一瞬、紙のような薄い膜を破る感覚を指先で感じながら奥へ入れようとした時、その腕をエンキアンサスは引き戻させた。
「答えが分かって幼稚な妨害かい?」
オダマキの煽りを無視し、その言葉を受け取って睨んでくるカルミアを彼女は見下ろす。
「正解だ。だが、あと少しで隻腕になるところだったがな」
「どういう──」
カルミアが言い終えるより先に彼女が手を突っ込んだ箇所からガチャン、と金属同士がこすれる不快な音が聞こえた。カルミアの代わりに中を覗き込んだオダマキは小さく声を漏らし、エンキアンサスへと向き直る。
「ブービートラップなら正規の入場手段は?」
「今に開く。少しは待ったらどうだ」
エンキアンサスはため息をつき、器用に葉巻をハーフマスクの隙間から差し込んで吹かしながら独りごつ。
その直後、汚れたレンガの壁に模した鋼鉄の扉が音もなくスライドし、三人の前に魅惑の姿を晒した。
かつては地下鉄の停留所であったが、地表へ通ずる箇所を塞いで作られた武器庫は通路奥のマリンドアへの花道を作るように入口から続いている。
「これは……」
「壮観だね。だが、対抗できるかは別だけど」
オダマキの指摘は的を射ていた。数多ある銃たちは対戦前の火薬式の旧式銃であり、対人性能に特化しており『植物』への対抗性は無いに等しかった。
「問題はない。
「分かった。サイドアームズはあるか?」
「ガバメントだけだ。弾薬庫に最も近いガンラックに置いてある。私は先に待ってる」
オダマキはガンラックから無造作にアサルトライフル一梃を手に取り、脇で抑えながら片手で適当な動作確認をして元の場所へ戻し、また別のを手に取って同じ事を繰り返していた。
「何をしているんですか?」
「ああ、動作確認だ。

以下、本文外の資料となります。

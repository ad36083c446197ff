use std::collections::HashMap;
use std::time::Duration;

use chrono::{DateTime, Utc};
use mnemon_types::IngestSource;
use parking_lot::Mutex;
use tracing::debug;

const SHARD_COUNT: usize = 16;

/// Cache configuration, env-driven at startup
#[derive(Debug, Clone)]
pub struct DedupConfig {
    pub ttl: Duration,
    pub max_entries: usize,
    pub cleanup_interval: Duration,
}

impl Default for DedupConfig {
    fn default() -> Self {
        Self {
            ttl: Duration::from_millis(300_000),
            max_entries: 50_000,
            cleanup_interval: Duration::from_millis(60_000),
        }
    }
}

/// Identity of one observation of a logical event
#[derive(Debug, Clone, PartialEq, Eq, Hash)]
pub struct DedupKey {
    pub session_id: String,
    pub content_hash: u64,
    pub source: IngestSource,
}

/// State tracked per (session, content-hash)
#[derive(Debug, Clone)]
pub struct DedupEntry {
    pub first_seen: DateTime<Utc>,
    pub sources: Vec<IngestSource>,
    pub highest_priority: u8,
    pub last_refreshed: DateTime<Utc>,
}

/// Single-flight filter across the three racing event sources.
///
/// An event passes at most once per source priority, and only when the
/// arriving source outranks everything recorded so far, so a richer
/// payload supersedes a poorer one exactly once.
///
/// The map is sharded by session so concurrent pipeline workers never
/// contend on a global lock. In-process only: a restart re-admits a
/// bounded window of recent events, which the aggregator's durable
/// per-session hash set absorbs.
pub struct DedupCache {
    shards: Vec<Mutex<HashMap<(String, u64), DedupEntry>>>,
    config: DedupConfig,
}

impl DedupCache {
    pub fn new(config: DedupConfig) -> Self {
        let shards = (0..SHARD_COUNT)
            .map(|_| Mutex::new(HashMap::new()))
            .collect();
        Self { shards, config }
    }

    pub fn config(&self) -> &DedupConfig {
        &self.config
    }

    fn shard(&self, session_id: &str) -> &Mutex<HashMap<(String, u64), DedupEntry>> {
        let idx = crate::hash::fnv1a64(session_id.as_bytes()) as usize % SHARD_COUNT;
        &self.shards[idx]
    }

    /// Should this observation be emitted downstream?
    ///
    /// True iff the source's priority exceeds the highest priority
    /// recorded for the (session, content-hash) pair. Every call
    /// refreshes the entry's TTL.
    pub fn should_ingest(&self, key: &DedupKey) -> bool {
        self.should_ingest_at(key, Utc::now())
    }

    pub fn should_ingest_at(&self, key: &DedupKey, now: DateTime<Utc>) -> bool {
        let priority = key.source.priority();
        let mut shard = self.shard(&key.session_id).lock();

        let map_key = (key.session_id.clone(), key.content_hash);
        let admit = match shard.get_mut(&map_key) {
            Some(entry) => {
                entry.last_refreshed = now;
                if priority > entry.highest_priority {
                    entry.highest_priority = priority;
                    if !entry.sources.contains(&key.source) {
                        entry.sources.push(key.source);
                    }
                    true
                } else {
                    false
                }
            }
            None => {
                shard.insert(
                    map_key,
                    DedupEntry {
                        first_seen: now,
                        sources: vec![key.source],
                        highest_priority: priority,
                        last_refreshed: now,
                    },
                );
                true
            }
        };

        if shard.len() > self.shard_capacity() {
            evict_oldest(&mut shard);
        }

        admit
    }

    /// Observation only; no TTL refresh, no mutation.
    pub fn is_duplicate(&self, session_id: &str, content_hash: u64) -> bool {
        let shard = self.shard(session_id).lock();
        shard.contains_key(&(session_id.to_string(), content_hash))
    }

    /// Idempotent insertion used after a successful downstream ack, to
    /// sync with the aggregator's durable dedup.
    pub fn mark_seen(&self, session_id: &str, content_hash: u64, source: IngestSource) {
        self.mark_seen_at(session_id, content_hash, source, Utc::now());
    }

    pub fn mark_seen_at(
        &self,
        session_id: &str,
        content_hash: u64,
        source: IngestSource,
        now: DateTime<Utc>,
    ) {
        let mut shard = self.shard(session_id).lock();
        let entry = shard
            .entry((session_id.to_string(), content_hash))
            .or_insert_with(|| DedupEntry {
                first_seen: now,
                sources: Vec::new(),
                highest_priority: 0,
                last_refreshed: now,
            });
        entry.last_refreshed = now;
        entry.highest_priority = entry.highest_priority.max(source.priority());
        if !entry.sources.contains(&source) {
            entry.sources.push(source);
        }
    }

    /// Current entry for inspection (tests, diagnostics)
    pub fn entry(&self, session_id: &str, content_hash: u64) -> Option<DedupEntry> {
        let shard = self.shard(session_id).lock();
        shard.get(&(session_id.to_string(), content_hash)).cloned()
    }

    /// Drop entries past their TTL. Called periodically by the runtime.
    pub fn cleanup(&self) -> usize {
        self.cleanup_at(Utc::now())
    }

    pub fn cleanup_at(&self, now: DateTime<Utc>) -> usize {
        let ttl = chrono::Duration::from_std(self.config.ttl).unwrap_or(chrono::Duration::zero());
        let mut removed = 0;
        for shard in &self.shards {
            let mut shard = shard.lock();
            let before = shard.len();
            shard.retain(|_, entry| entry.last_refreshed + ttl > now);
            removed += before - shard.len();
        }
        if removed > 0 {
            debug!(removed, "dedup cache cleanup");
        }
        removed
    }

    pub fn len(&self) -> usize {
        self.shards.iter().map(|s| s.lock().len()).sum()
    }

    pub fn is_empty(&self) -> bool {
        self.len() == 0
    }

    fn shard_capacity(&self) -> usize {
        (self.config.max_entries / SHARD_COUNT).max(1)
    }
}

/// Evict the 10% oldest entries (by last refresh) from a shard.
fn evict_oldest(shard: &mut HashMap<(String, u64), DedupEntry>) {
    let evict_count = (shard.len() / 10).max(1);

    let mut by_age: Vec<((String, u64), DateTime<Utc>)> = shard
        .iter()
        .map(|(k, v)| (k.clone(), v.last_refreshed))
        .collect();
    by_age.sort_by_key(|(_, refreshed)| *refreshed);

    for (key, _) in by_age.into_iter().take(evict_count) {
        shard.remove(&key);
    }
}

#[cfg(test)]
mod tests {
    use super::*;
    use chrono::Duration as ChronoDuration;

    fn key(session: &str, hash: u64, source: IngestSource) -> DedupKey {
        DedupKey {
            session_id: session.to_string(),
            content_hash: hash,
            source,
        }
    }

    #[test]
    fn test_first_observation_admits() {
        let cache = DedupCache::new(DedupConfig::default());
        assert!(cache.should_ingest(&key("s-1", 42, IngestSource::FileWatcher)));
    }

    #[test]
    fn test_same_source_admits_once() {
        let cache = DedupCache::new(DedupConfig::default());
        assert!(cache.should_ingest(&key("s-1", 42, IngestSource::Hook)));
        assert!(!cache.should_ingest(&key("s-1", 42, IngestSource::Hook)));
    }

    #[test]
    fn test_priority_escalation_readmits_once() {
        let cache = DedupCache::new(DedupConfig::default());

        assert!(cache.should_ingest(&key("s-1", 42, IngestSource::FileWatcher)));
        assert!(cache.should_ingest(&key("s-1", 42, IngestSource::Hook)));
        assert!(cache.should_ingest(&key("s-1", 42, IngestSource::StreamJson)));

        // Every repeat at any priority is now rejected
        assert!(!cache.should_ingest(&key("s-1", 42, IngestSource::StreamJson)));
        assert!(!cache.should_ingest(&key("s-1", 42, IngestSource::Hook)));
        assert!(!cache.should_ingest(&key("s-1", 42, IngestSource::FileWatcher)));

        let entry = cache.entry("s-1", 42).unwrap();
        assert_eq!(entry.highest_priority, 3);
        assert_eq!(entry.sources.len(), 3);
    }

    #[test]
    fn test_lower_priority_never_readmits() {
        let cache = DedupCache::new(DedupConfig::default());
        assert!(cache.should_ingest(&key("s-1", 42, IngestSource::StreamJson)));
        assert!(!cache.should_ingest(&key("s-1", 42, IngestSource::Hook)));
        assert!(!cache.should_ingest(&key("s-1", 42, IngestSource::FileWatcher)));

        let entry = cache.entry("s-1", 42).unwrap();
        assert_eq!(entry.highest_priority, 3);
        assert_eq!(entry.sources, vec![IngestSource::StreamJson]);
    }

    #[test]
    fn test_monotonicity_over_interleavings() {
        // Any interleaving of the three sources emits one copy per
        // distinct priority, and highest_priority ends at the max seen.
        use IngestSource::*;
        let orders = [
            [FileWatcher, Hook, StreamJson],
            [StreamJson, Hook, FileWatcher],
            [Hook, FileWatcher, StreamJson],
            [Hook, StreamJson, FileWatcher],
        ];

        for order in orders {
            let cache = DedupCache::new(DedupConfig::default());
            let mut emitted: Vec<IngestSource> = Vec::new();
            for source in order {
                if cache.should_ingest(&key("s-1", 7, source)) {
                    emitted.push(source);
                }
            }
            // Emitted priorities are strictly increasing
            let priorities: Vec<u8> = emitted.iter().map(|s| s.priority()).collect();
            assert!(priorities.windows(2).all(|w| w[0] < w[1]), "{:?}", order);
            assert_eq!(cache.entry("s-1", 7).unwrap().highest_priority, 3);
        }
    }

    #[test]
    fn test_is_duplicate_does_not_mutate() {
        let cache = DedupCache::new(DedupConfig::default());
        assert!(!cache.is_duplicate("s-1", 42));
        cache.should_ingest(&key("s-1", 42, IngestSource::Hook));
        assert!(cache.is_duplicate("s-1", 42));
        // Observation must not block a later higher-priority ingest
        assert!(cache.should_ingest(&key("s-1", 42, IngestSource::StreamJson)));
    }

    #[test]
    fn test_mark_seen_is_idempotent() {
        let cache = DedupCache::new(DedupConfig::default());
        cache.mark_seen("s-1", 42, IngestSource::Hook);
        cache.mark_seen("s-1", 42, IngestSource::Hook);
        let entry = cache.entry("s-1", 42).unwrap();
        assert_eq!(entry.sources, vec![IngestSource::Hook]);
        assert_eq!(entry.highest_priority, 2);
        // mark_seen suppresses same-or-lower-priority ingests
        assert!(!cache.should_ingest(&key("s-1", 42, IngestSource::Hook)));
    }

    #[test]
    fn test_ttl_cleanup() {
        let config = DedupConfig {
            ttl: Duration::from_secs(60),
            ..Default::default()
        };
        let cache = DedupCache::new(config);
        let t0 = Utc::now();

        cache.should_ingest_at(&key("s-1", 1, IngestSource::Hook), t0);
        cache.should_ingest_at(&key("s-1", 2, IngestSource::Hook), t0 + ChronoDuration::seconds(50));

        let removed = cache.cleanup_at(t0 + ChronoDuration::seconds(70));
        assert_eq!(removed, 1);
        assert!(!cache.is_duplicate("s-1", 1));
        assert!(cache.is_duplicate("s-1", 2));
    }

    #[test]
    fn test_refresh_extends_ttl() {
        let config = DedupConfig {
            ttl: Duration::from_secs(60),
            ..Default::default()
        };
        let cache = DedupCache::new(config);
        let t0 = Utc::now();

        cache.should_ingest_at(&key("s-1", 1, IngestSource::Hook), t0);
        // Duplicate call at t+50 refreshes the entry
        cache.should_ingest_at(&key("s-1", 1, IngestSource::Hook), t0 + ChronoDuration::seconds(50));

        assert_eq!(cache.cleanup_at(t0 + ChronoDuration::seconds(70)), 0);
        assert!(cache.is_duplicate("s-1", 1));
    }

    #[test]
    fn test_capacity_eviction() {
        let config = DedupConfig {
            max_entries: SHARD_COUNT * 10,
            ..Default::default()
        };
        let cache = DedupCache::new(config);

        // Same session pins every entry to one shard (capacity 10)
        for i in 0..200u64 {
            cache.should_ingest(&key("s-1", i, IngestSource::Hook));
        }
        assert!(cache.len() <= 11);
    }
}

チャンバーと銃口内に埃が積もっていないかと錆の有無を見ているんだ。この二つがあると武器としては"死んでいる"のさ」
「"死んで"……いる」
カルミアはオダマキの言葉を噛み締めながら、自身もガンラックからサブマシンガン一梃を手にした瞬間、その重さに驚く。
「お、重い…」
カルミアの言葉にオダマキはピタリと手を止めプッと吹き出した。
「弐拾年式と違ってコレは火薬式だからね。その放出されるエネルギーに耐えられるように設計されてるんだ。もし使うつもりならこれがいいよ」
そう言ってオダマキは彼女の手からサブマシンガンを取り上げ、代替としてマシンピストルを手渡す。
「さあ、奥で待っているエンキと合流しよう。そしてなぜ武装しなければならないかも問い質さなくちゃいけない」
アサルトライフルを抱えながら奥へと進んで行き、オダマキは鈍く光るバルクドアへと手をかけて開き足を踏み入れた。